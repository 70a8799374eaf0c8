//! Rundeck HTTP Client
//!
//! A small, type-safe client for the part of the Rundeck API failwatch needs:
//! listing the failed executions of a project within a recency window.
//!
//! # Example
//!
//! ```no_run
//! use failwatch_client::RundeckClient;
//! use failwatch_core::domain::query::ExecutionQuery;
//!
//! #[tokio::main]
//! async fn main() -> anyhow::Result<()> {
//!     let client = RundeckClient::new("https://rundeck.example.com", "12", "token");
//!
//!     let query = ExecutionQuery::new("web", "", "1h")?;
//!     let report = client.failed_executions(&query).await?;
//!
//!     println!("{} failed executions", report.len());
//!     Ok(())
//! }
//! ```

pub mod error;
mod executions;
pub mod parse;

pub use error::{ClientError, Result};

use reqwest::Client;
use reqwest::header::HeaderValue;

/// Header carrying the API token
pub const AUTH_TOKEN_HEADER: &str = "X-Rundeck-Auth-Token";

/// API token that never shows up in `Debug` output
#[derive(Clone)]
pub struct AuthToken(String);

impl AuthToken {
    pub fn new(token: impl Into<String>) -> Self {
        Self(token.into())
    }

    /// Header value for [`AUTH_TOKEN_HEADER`], flagged as sensitive
    fn header_value(&self) -> Result<HeaderValue> {
        let mut value = HeaderValue::from_str(&self.0).map_err(|_| {
            ClientError::InvalidRequest(
                "auth token contains characters not allowed in a header".to_string(),
            )
        })?;
        value.set_sensitive(true);
        Ok(value)
    }
}

impl std::fmt::Debug for AuthToken {
    fn fmt(&self, f: &mut std::fmt::Formatter<'_>) -> std::fmt::Result {
        f.write_str("AuthToken(***)")
    }
}

/// HTTP client for the Rundeck executions API
#[derive(Debug, Clone)]
pub struct RundeckClient {
    /// Base URL of the server (e.g., "https://rundeck.example.com")
    base_url: String,
    /// API version segment of the path (e.g., "12")
    api_version: String,
    token: AuthToken,
    /// HTTP client instance
    client: Client,
}

impl RundeckClient {
    /// Create a new Rundeck client
    ///
    /// # Arguments
    /// * `base_url` - The base URL of the Rundeck server
    /// * `api_version` - API version used in request paths
    /// * `token` - API token sent in the [`AUTH_TOKEN_HEADER`] header
    ///
    /// # Example
    /// ```
    /// use failwatch_client::RundeckClient;
    ///
    /// let client = RundeckClient::new("https://rundeck.example.com", "12", "token");
    /// ```
    pub fn new(
        base_url: impl Into<String>,
        api_version: impl Into<String>,
        token: impl Into<String>,
    ) -> Self {
        Self::with_client(base_url, api_version, token, Client::new())
    }

    /// Create a new Rundeck client with a custom HTTP client
    ///
    /// This allows you to configure timeouts, proxies, TLS settings, etc.
    ///
    /// # Example
    /// ```
    /// use failwatch_client::RundeckClient;
    /// use reqwest::Client;
    /// use std::time::Duration;
    ///
    /// let http_client = Client::builder()
    ///     .timeout(Duration::from_secs(30))
    ///     .build()
    ///     .unwrap();
    ///
    /// let client = RundeckClient::with_client("https://rundeck.example.com", "12", "token", http_client);
    /// ```
    pub fn with_client(
        base_url: impl Into<String>,
        api_version: impl Into<String>,
        token: impl Into<String>,
        client: Client,
    ) -> Self {
        let base_url = base_url.into();
        let api_version = api_version.into();
        Self {
            base_url: base_url.trim_end_matches('/').to_string(),
            api_version: api_version.trim_matches('/').to_string(),
            token: AuthToken::new(token),
            client,
        }
    }

    /// Get the base URL of the server
    pub fn base_url(&self) -> &str {
        &self.base_url
    }

    pub fn api_version(&self) -> &str {
        &self.api_version
    }

    /// Read the body of a response, failing on a non-success status
    async fn read_body(&self, response: reqwest::Response) -> Result<String> {
        let status = response.status();

        if !status.is_success() {
            let error_text = response
                .text()
                .await
                .unwrap_or_else(|_| "Unknown error".to_string());
            return Err(ClientError::api_error(status.as_u16(), error_text));
        }

        Ok(response.text().await?)
    }
}

#[cfg(test)]
mod tests {
    use super::*;

    #[test]
    fn test_client_creation() {
        let client = RundeckClient::new("http://localhost:4440", "12", "token");
        assert_eq!(client.base_url(), "http://localhost:4440");
        assert_eq!(client.api_version(), "12");
    }

    #[test]
    fn test_client_trims_slashes() {
        let client = RundeckClient::new("http://localhost:4440/", "/12/", "token");
        assert_eq!(client.base_url(), "http://localhost:4440");
        assert_eq!(client.api_version(), "12");
    }

    #[test]
    fn test_debug_output_hides_token() {
        let client = RundeckClient::new("http://localhost:4440", "12", "s3cr3t-token");
        let debug = format!("{client:?}");

        assert!(!debug.contains("s3cr3t-token"));
        assert!(debug.contains("AuthToken(***)"));
    }

    #[test]
    fn test_token_header_is_sensitive() {
        let value = AuthToken::new("abc").header_value().unwrap();
        assert!(value.is_sensitive());
        assert_eq!(value.to_str().unwrap(), "abc");
    }

    #[test]
    fn test_token_with_newline_is_rejected() {
        let error = AuthToken::new("abc\ndef").header_value().unwrap_err();
        assert!(matches!(error, ClientError::InvalidRequest(_)));
    }
}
# # # #
Goal of the exercise: The required output is a copy of each line in the records where the string "Result" occurs.

Response for this exercise:
//! async fn main() -> anyhow::Result<()> {
pub use error::{ClientError, Result};
    fn header_value(&self) -> Result<HeaderValue> {
    fn fmt(&self, f: &mut std::fmt::Formatter<'_>) -> std::fmt::Result {
    async fn read_body(&self, response: reqwest::Response) -> Result<String> {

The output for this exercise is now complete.